LAVAZZA: piccole grandi attenzioni
L’italiana Lavazza commercializza sia la linea “Blu” sia “A Modo Mio” quale soluzione composta da macchina e cialda per realizzare un espresso. Il modello Minù è la risposta alle esigenze di spazio ridotto ideale per caravanisti e camperisti. Compatta e adatta a ogni spazio, facilissima da usare. I quattro colori disponibili, rosso, fucsia, bianco e ciano, portano una ventata di allegria in perfetto accordo con il design che rende Minù compatta, giovane e maneggevole. Infine per viziarsi sino alla fine ci sono le tre “Spumine” cioccolato, latte e nocciola ovvero una schiuma soffice, dalla consistenza leggera e vellutata che arricchisce il caffè.
La caffeina: amica o nemica?
Lungi dal volerci sostituire ad un medico, ma è bene dire che dal punto di vista nutritivo il caffè non e’ un alimento indispensabile per il nostro organismo. Tuttavia alcune sostanze in esso contenute provocano effetti benefici negli organi. Come per ogni alimento, e’ necessario non farne abuso e non consumarne una quantità’ smoderata se non si vogliono ottenere inconvenienti dovuti all’abuso. Diciamo che consumarlo quotidianamente non comporta assuefazione anche dopo lunghi periodi. Si definisce una sostanza cosiddetta “nervina” in cui la caffeina agisce, in generale, sui centri nervosi, provocando un senso di benessere generale, spronando ad essere maggiormente vigili ed attivi sul lavoro non solo fisico, ma anche e soprattutto in quello che richiede maggiore prontezza di riflessi.
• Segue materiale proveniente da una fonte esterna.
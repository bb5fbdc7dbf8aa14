use iso_currency::Currency;
use num_format::Locale;

use super::ids::UserId;

/// Display language, each bound to exactly one currency.
#[derive(Debug, Clone, Copy, PartialEq, Eq, Default, serde_derive::Deserialize)]
#[serde(rename_all = "lowercase")]
pub enum LanguageTag {
    #[default]
    En,
    Ja,
}

impl LanguageTag {
    /// Resolves a BCP 47 style tag ("ja", "ja-JP", "en-US", ...). Anything that
    /// is not Japanese falls through to the default.
    pub fn from_tag(tag: &str) -> Self {
        let primary = tag
            .split(['-', '_'])
            .next()
            .unwrap_or_default()
            .to_ascii_lowercase();
        match primary.as_str() {
            "ja" => LanguageTag::Ja,
            _ => LanguageTag::default(),
        }
    }

    pub fn currency(&self) -> Currency {
        match self {
            LanguageTag::En => Currency::USD,
            LanguageTag::Ja => Currency::JPY,
        }
    }

    /// Display symbol of the bound currency.
    pub fn symbol(&self) -> &'static str {
        match self {
            LanguageTag::En => "$",
            LanguageTag::Ja => "¥",
        }
    }

    pub(crate) fn locale(&self) -> Locale {
        match self {
            LanguageTag::En => Locale::en,
            LanguageTag::Ja => Locale::ja,
        }
    }
}

/// The authenticated caller of a usecase, passed explicitly into every call.
#[derive(Debug, Clone)]
pub struct SessionContext {
    pub user_id: UserId,
    pub language: LanguageTag,
}

impl SessionContext {
    pub fn new(user_id: UserId, language: LanguageTag) -> Self {
        Self { user_id, language }
    }
}
use crate::entities::InvoiceItemInput;

/// Amount of a single line.
pub fn line_amount(quantity: i64, rate: f64) -> f64 {
    quantity as f64 * rate
}

/// Sum of `quantity * rate` over all lines, in order. Inputs are expected to
/// be validated already.
pub fn subtotal(items: &[InvoiceItemInput]) -> f64 {
    items
        .iter()
        .fold(0.0, |acc, item| acc + line_amount(item.quantity, item.rate))
}
use std::collections::BTreeMap;

use chrono::{Datelike as _, NaiveDate};

use crate::entities::{Invoice, InvoiceStats, InvoiceStatus, YearMonth};

/// Dashboard aggregates over already-fetched invoices.
pub fn summarize_invoices(invoices: &[Invoice], as_of: NaiveDate) -> InvoiceStats {
    let mut count_by_status = BTreeMap::new();
    let mut paid_by_month: BTreeMap<YearMonth, f64> = BTreeMap::new();
    let mut total_billed = 0.0;
    let mut total_paid = 0.0;
    let mut total_outstanding = 0.0;
    let mut past_due_pending = 0;

    for invoice in invoices {
        *count_by_status.entry(invoice.status).or_insert(0) += 1;
        total_billed += invoice.amount;
        match invoice.status {
            InvoiceStatus::Paid => {
                total_paid += invoice.amount;
                // Older rows may be paid without a stamp; bucket them by issue date.
                let paid_on = invoice
                    .paid_at
                    .map(|t| t.date_naive())
                    .unwrap_or(invoice.issue_date);
                let key = YearMonth {
                    year: paid_on.year(),
                    month: paid_on.month(),
                };
                *paid_by_month.entry(key).or_insert(0.0) += invoice.amount;
            }
            InvoiceStatus::Pending => {
                total_outstanding += invoice.amount;
                if invoice.due_date.is_some_and(|due| due < as_of) {
                    past_due_pending += 1;
                }
            }
            InvoiceStatus::Overdue => {
                total_outstanding += invoice.amount;
            }
        }
    }

    InvoiceStats {
        as_of,
        invoice_count: invoices.len(),
        count_by_status,
        total_billed,
        total_paid,
        total_outstanding,
        past_due_pending,
        paid_by_month,
    }
}
use async_trait::async_trait;
use fractic_server_error::ServerError;
use tokio::sync::RwLock;
use tracing::debug;

use crate::{
    datasources::{
        ClientNoteRowModel, ClientRowModel, InvoiceItemRowModel, InvoiceRowModel, StoreDatasource,
    },
    errors::{StoreConstraintViolation, StoreRowNotFound},
};

const INVOICES: &str = "invoices";
const INVOICE_ITEMS: &str = "invoice_items";
const CLIENTS: &str = "clients";
const CLIENT_NOTES: &str = "client_notes";

#[derive(Debug, Default)]
struct Tables {
    invoices: Vec<InvoiceRowModel>,
    invoice_items: Vec<InvoiceItemRowModel>,
    clients: Vec<ClientRowModel>,
    client_notes: Vec<ClientNoteRowModel>,
}

/// Store kept in process memory, with the same key, foreign-key and cascade
/// behaviour as the hosted tables. Writes are serialized by a lock.
///
/// `invoices.client_id` references `clients.id` with `ON DELETE RESTRICT`;
/// item and note rows cascade from their parent.
#[derive(Debug, Default)]
pub struct InMemoryStoreDatasource {
    tables: RwLock<Tables>,
}

impl InMemoryStoreDatasource {
    pub fn new() -> Self {
        Self::default()
    }

    pub async fn invoice_count(&self) -> usize {
        self.tables.read().await.invoices.len()
    }

    pub async fn invoice_item_count(&self) -> usize {
        self.tables.read().await.invoice_items.len()
    }
}

impl Tables {
    fn check_invoice_client(&self, row: &InvoiceRowModel) -> Result<(), ServerError> {
        if !self.clients.iter().any(|c| c.id == row.client_id) {
            return Err(StoreConstraintViolation::new(
                INVOICES,
                "client_id references a missing client",
            ));
        }
        Ok(())
    }
}

fn replace_row<T, F>(rows: &mut [T], table: &str, id: &str, matches: F, row: T) -> Result<T, ServerError>
where
    T: Clone,
    F: Fn(&T) -> bool,
{
    let slot = rows
        .iter_mut()
        .find(|r| matches(r))
        .ok_or_else(|| StoreRowNotFound::new(table, id))?;
    *slot = row.clone();
    Ok(row)
}

#[async_trait]
impl StoreDatasource for InMemoryStoreDatasource {
    async fn insert_invoice(&self, row: InvoiceRowModel) -> Result<InvoiceRowModel, ServerError> {
        let mut tables = self.tables.write().await;
        tables.check_invoice_client(&row)?;
        if tables.invoices.iter().any(|r| r.id == row.id) {
            return Err(StoreConstraintViolation::new(INVOICES, "duplicate primary key"));
        }
        tables.invoices.push(row.clone());
        Ok(row)
    }

    async fn select_invoices(&self, user_id: &str) -> Result<Vec<InvoiceRowModel>, ServerError> {
        let tables = self.tables.read().await;
        Ok(tables
            .invoices
            .iter()
            .filter(|r| r.user_id == user_id)
            .cloned()
            .collect())
    }

    async fn select_invoice(&self, id: &str) -> Result<Option<InvoiceRowModel>, ServerError> {
        let tables = self.tables.read().await;
        Ok(tables.invoices.iter().find(|r| r.id == id).cloned())
    }

    async fn update_invoice(&self, row: InvoiceRowModel) -> Result<InvoiceRowModel, ServerError> {
        let mut tables = self.tables.write().await;
        tables.check_invoice_client(&row)?;
        let id = row.id.clone();
        replace_row(&mut tables.invoices, INVOICES, &id, |r| r.id == id, row)
    }

    async fn delete_invoice(&self, id: &str) -> Result<(), ServerError> {
        let mut tables = self.tables.write().await;
        let before = tables.invoices.len();
        tables.invoices.retain(|r| r.id != id);
        if tables.invoices.len() == before {
            return Err(StoreRowNotFound::new(INVOICES, id));
        }
        let before_items = tables.invoice_items.len();
        tables.invoice_items.retain(|r| r.invoice_id != id);
        debug!(
            invoice_id = id,
            cascaded = before_items - tables.invoice_items.len(),
            "deleted invoice"
        );
        Ok(())
    }

    async fn insert_invoice_items(
        &self,
        rows: Vec<InvoiceItemRowModel>,
    ) -> Result<Vec<InvoiceItemRowModel>, ServerError> {
        let mut tables = self.tables.write().await;
        // All-or-nothing, like a single multi-row insert.
        for row in &rows {
            if !tables.invoices.iter().any(|i| i.id == row.invoice_id) {
                return Err(StoreConstraintViolation::new(
                    INVOICE_ITEMS,
                    "invoice_id references a missing invoice",
                ));
            }
            if tables.invoice_items.iter().any(|r| r.id == row.id) {
                return Err(StoreConstraintViolation::new(INVOICE_ITEMS, "duplicate primary key"));
            }
        }
        tables.invoice_items.extend(rows.iter().cloned());
        Ok(rows)
    }

    async fn select_invoice_items(
        &self,
        invoice_id: &str,
    ) -> Result<Vec<InvoiceItemRowModel>, ServerError> {
        let tables = self.tables.read().await;
        let mut rows: Vec<_> = tables
            .invoice_items
            .iter()
            .filter(|r| r.invoice_id == invoice_id)
            .cloned()
            .collect();
        rows.sort_by_key(|r| r.position);
        Ok(rows)
    }

    async fn delete_invoice_items(&self, invoice_id: &str) -> Result<(), ServerError> {
        let mut tables = self.tables.write().await;
        tables.invoice_items.retain(|r| r.invoice_id != invoice_id);
        Ok(())
    }

    async fn insert_client(&self, row: ClientRowModel) -> Result<ClientRowModel, ServerError> {
        let mut tables = self.tables.write().await;
        if tables.clients.iter().any(|r| r.id == row.id) {
            return Err(StoreConstraintViolation::new(CLIENTS, "duplicate primary key"));
        }
        tables.clients.push(row.clone());
        Ok(row)
    }

    async fn select_clients(&self, user_id: &str) -> Result<Vec<ClientRowModel>, ServerError> {
        let tables = self.tables.read().await;
        Ok(tables
            .clients
            .iter()
            .filter(|r| r.user_id == user_id)
            .cloned()
            .collect())
    }

    async fn select_client(&self, id: &str) -> Result<Option<ClientRowModel>, ServerError> {
        let tables = self.tables.read().await;
        Ok(tables.clients.iter().find(|r| r.id == id).cloned())
    }

    async fn update_client(&self, row: ClientRowModel) -> Result<ClientRowModel, ServerError> {
        let mut tables = self.tables.write().await;
        let id = row.id.clone();
        replace_row(&mut tables.clients, CLIENTS, &id, |r| r.id == id, row)
    }

    async fn update_client_notes(&self, id: &str, notes: &str) -> Result<(), ServerError> {
        let mut tables = self.tables.write().await;
        let client = tables
            .clients
            .iter_mut()
            .find(|r| r.id == id)
            .ok_or_else(|| StoreRowNotFound::new(CLIENTS, id))?;
        client.notes = notes.to_string();
        Ok(())
    }

    async fn delete_client(&self, id: &str) -> Result<(), ServerError> {
        let mut tables = self.tables.write().await;
        if tables.invoices.iter().any(|r| r.client_id == id) {
            return Err(StoreConstraintViolation::new(
                INVOICES,
                "client is still referenced by invoices",
            ));
        }
        let before = tables.clients.len();
        tables.clients.retain(|r| r.id != id);
        if tables.clients.len() == before {
            return Err(StoreRowNotFound::new(CLIENTS, id));
        }
        tables.client_notes.retain(|r| r.client_id != id);
        Ok(())
    }

    async fn insert_client_note(
        &self,
        row: ClientNoteRowModel,
    ) -> Result<ClientNoteRowModel, ServerError> {
        let mut tables = self.tables.write().await;
        if !tables.clients.iter().any(|c| c.id == row.client_id) {
            return Err(StoreConstraintViolation::new(
                CLIENT_NOTES,
                "client_id references a missing client",
            ));
        }
        if tables.client_notes.iter().any(|r| r.id == row.id) {
            return Err(StoreConstraintViolation::new(CLIENT_NOTES, "duplicate primary key"));
        }
        tables.client_notes.push(row.clone());
        Ok(row)
    }

    async fn select_client_notes(
        &self,
        client_id: &str,
    ) -> Result<Vec<ClientNoteRowModel>, ServerError> {
        let tables = self.tables.read().await;
        Ok(tables
            .client_notes
            .iter()
            .filter(|r| r.client_id == client_id)
            .cloned()
            .collect())
    }

    async fn update_client_note(
        &self,
        row: ClientNoteRowModel,
    ) -> Result<ClientNoteRowModel, ServerError> {
        let mut tables = self.tables.write().await;
        let id = row.id.clone();
        replace_row(&mut tables.client_notes, CLIENT_NOTES, &id, |r| r.id == id, row)
    }

    async fn delete_client_note(&self, id: &str) -> Result<(), ServerError> {
        let mut tables = self.tables.write().await;
        let before = tables.client_notes.len();
        tables.client_notes.retain(|r| r.id != id);
        if tables.client_notes.len() == before {
            return Err(StoreRowNotFound::new(CLIENT_NOTES, id));
        }
        Ok(())
    }
}
/// Whether the quoted subtotal already contains tax.
#[derive(Debug, Clone, Copy, PartialEq, Eq)]
pub enum TaxMode {
    /// Tax is added on top of the subtotal.
    Exclusive,
    /// The subtotal is already gross; net and tax are back-calculated.
    Inclusive,
}

impl TaxMode {
    pub fn from_includes_tax(includes_tax: bool) -> Self {
        if includes_tax {
            TaxMode::Inclusive
        } else {
            TaxMode::Exclusive
        }
    }
}

#[derive(Debug, Clone, Copy, PartialEq)]
pub struct TaxBreakdown {
    pub net: f64,
    pub tax: f64,
    pub gross: f64,
}
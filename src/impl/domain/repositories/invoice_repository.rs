use std::sync::Arc;

use async_trait::async_trait;
use fractic_server_error::ServerError;

use crate::entities::{
    ClientId, Invoice, InvoiceDraft, InvoiceId, InvoiceItem, InvoiceItemInput, UserId,
};

/// Invoice and line-item persistence. Each call is one store round-trip.
#[async_trait]
pub trait InvoiceRepository: Send + Sync {
    /// All invoices of `user_id`, newest issue date first, with their items.
    async fn list_invoices(&self, user_id: &UserId) -> Result<Vec<Invoice>, ServerError>;

    /// `None` when the invoice doesn't exist or belongs to another user.
    async fn find_invoice(
        &self,
        user_id: &UserId,
        id: &InvoiceId,
    ) -> Result<Option<Invoice>, ServerError>;

    /// Inserts the invoice row only; the returned invoice has no items.
    async fn insert_invoice(&self, draft: InvoiceDraft) -> Result<Invoice, ServerError>;

    /// Writes the invoice's fields; `invoice.items` is ignored.
    async fn update_invoice(&self, invoice: &Invoice) -> Result<Invoice, ServerError>;

    /// Deletes the invoice row. Item rows go with it through the store's
    /// cascade.
    async fn delete_invoice(&self, id: &InvoiceId) -> Result<(), ServerError>;

    async fn insert_items(
        &self,
        invoice_id: &InvoiceId,
        items: &[InvoiceItemInput],
    ) -> Result<Vec<InvoiceItem>, ServerError>;

    async fn delete_items(&self, invoice_id: &InvoiceId) -> Result<(), ServerError>;

    /// Whether `client_id` names a client owned by `user_id`.
    async fn client_exists(
        &self,
        user_id: &UserId,
        client_id: &ClientId,
    ) -> Result<bool, ServerError>;
}

#[async_trait]
impl<T: InvoiceRepository + ?Sized> InvoiceRepository for Arc<T> {
    async fn list_invoices(&self, user_id: &UserId) -> Result<Vec<Invoice>, ServerError> {
        (**self).list_invoices(user_id).await
    }

    async fn find_invoice(
        &self,
        user_id: &UserId,
        id: &InvoiceId,
    ) -> Result<Option<Invoice>, ServerError> {
        (**self).find_invoice(user_id, id).await
    }

    async fn insert_invoice(&self, draft: InvoiceDraft) -> Result<Invoice, ServerError> {
        (**self).insert_invoice(draft).await
    }

    async fn update_invoice(&self, invoice: &Invoice) -> Result<Invoice, ServerError> {
        (**self).update_invoice(invoice).await
    }

    async fn delete_invoice(&self, id: &InvoiceId) -> Result<(), ServerError> {
        (**self).delete_invoice(id).await
    }

    async fn insert_items(
        &self,
        invoice_id: &InvoiceId,
        items: &[InvoiceItemInput],
    ) -> Result<Vec<InvoiceItem>, ServerError> {
        (**self).insert_items(invoice_id, items).await
    }

    async fn delete_items(&self, invoice_id: &InvoiceId) -> Result<(), ServerError> {
        (**self).delete_items(invoice_id).await
    }

    async fn client_exists(
        &self,
        user_id: &UserId,
        client_id: &ClientId,
    ) -> Result<bool, ServerError> {
        (**self).client_exists(user_id, client_id).await
    }
}
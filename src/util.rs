use std::sync::Arc;

use fractic_server_error::ServerError;

use crate::{
    clock::{Clock, SystemClock},
    config::CoachlyticConfig,
    datasources::{InMemoryStoreDatasource, StoreDatasource},
    repositories::{ClientRepositoryImpl, InvoiceRepositoryImpl},
    usecases::{ClientUsecaseImpl, InvoiceUsecaseImpl},
};

/// Wires the usecases to one store.
pub struct CoachlyticUtil<DS, C = SystemClock>
where
    DS: StoreDatasource,
    C: Clock + Clone,
{
    pub invoices: InvoiceUsecaseImpl<InvoiceRepositoryImpl<DS>, C>,
    pub clients: ClientUsecaseImpl<ClientRepositoryImpl<DS>, C>,
    config: CoachlyticConfig,
}

impl<DS: StoreDatasource> CoachlyticUtil<DS> {
    pub fn new(datasource: Arc<DS>, config: CoachlyticConfig) -> Result<Self, ServerError> {
        Self::with_clock(datasource, config, SystemClock)
    }
}

impl CoachlyticUtil<InMemoryStoreDatasource> {
    pub fn in_memory(config: CoachlyticConfig) -> Result<Self, ServerError> {
        Self::new(Arc::new(InMemoryStoreDatasource::new()), config)
    }
}

impl<DS, C> CoachlyticUtil<DS, C>
where
    DS: StoreDatasource,
    C: Clock + Clone,
{
    pub fn with_clock(
        datasource: Arc<DS>,
        config: CoachlyticConfig,
        clock: C,
    ) -> Result<Self, ServerError> {
        config.validate()?;
        Ok(Self {
            invoices: InvoiceUsecaseImpl::with_clock(
                InvoiceRepositoryImpl::new(datasource.clone()),
                config.clone(),
                clock.clone(),
            ),
            clients: ClientUsecaseImpl::with_clock(
                ClientRepositoryImpl::new(datasource),
                config.clone(),
                clock,
            ),
            config,
        })
    }

    pub fn config(&self) -> &CoachlyticConfig {
        &self.config
    }
}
Una tazzina di caffè contiene circa 5 cg. di caffeina e la sua azione eccitante, che si protrae da una a due ore dopo averla bevuta, agendo sul sistema nervoso cerebro-spinale, provoca un risveglio delle facoltà’ mentali, allontana la sonnolenza e attenua le cefalee e le emicranie in genere. La sua azione benefica arriva anche al cuore come cardiotonico e potenzia il tono arterioso, senza alterare la pressione, migliorando anche la circolazione delle coronarie. Va detto che quest’ultime azioni sono del tutto secondarie e non sono rilevabili nelle dosi usuali delle classiche due o tre tazzine al giorno. Anche ai polmoni arrivano effetti positivi: come il potenziamento della dilatazione dei bronchi, della ventilazione polmonare e che quindi facilitano una migliore respirazione.
Infine per gli amanti del fitness, il caffè potenzia la capacità di contrazione muscolare, riduce la stanchezza, migliora il coordinamento dei movimenti e il rendimento sportivo. Per questa sua azione tonica sulla muscolatura il caffè e’ indicato per gli sportivi, perchè allevia la stanchezza specialmente negli sport di lunga durata, quando maggiormente la fatica si impadronisce del fisico ed i movimenti tendono a farsi pesanti.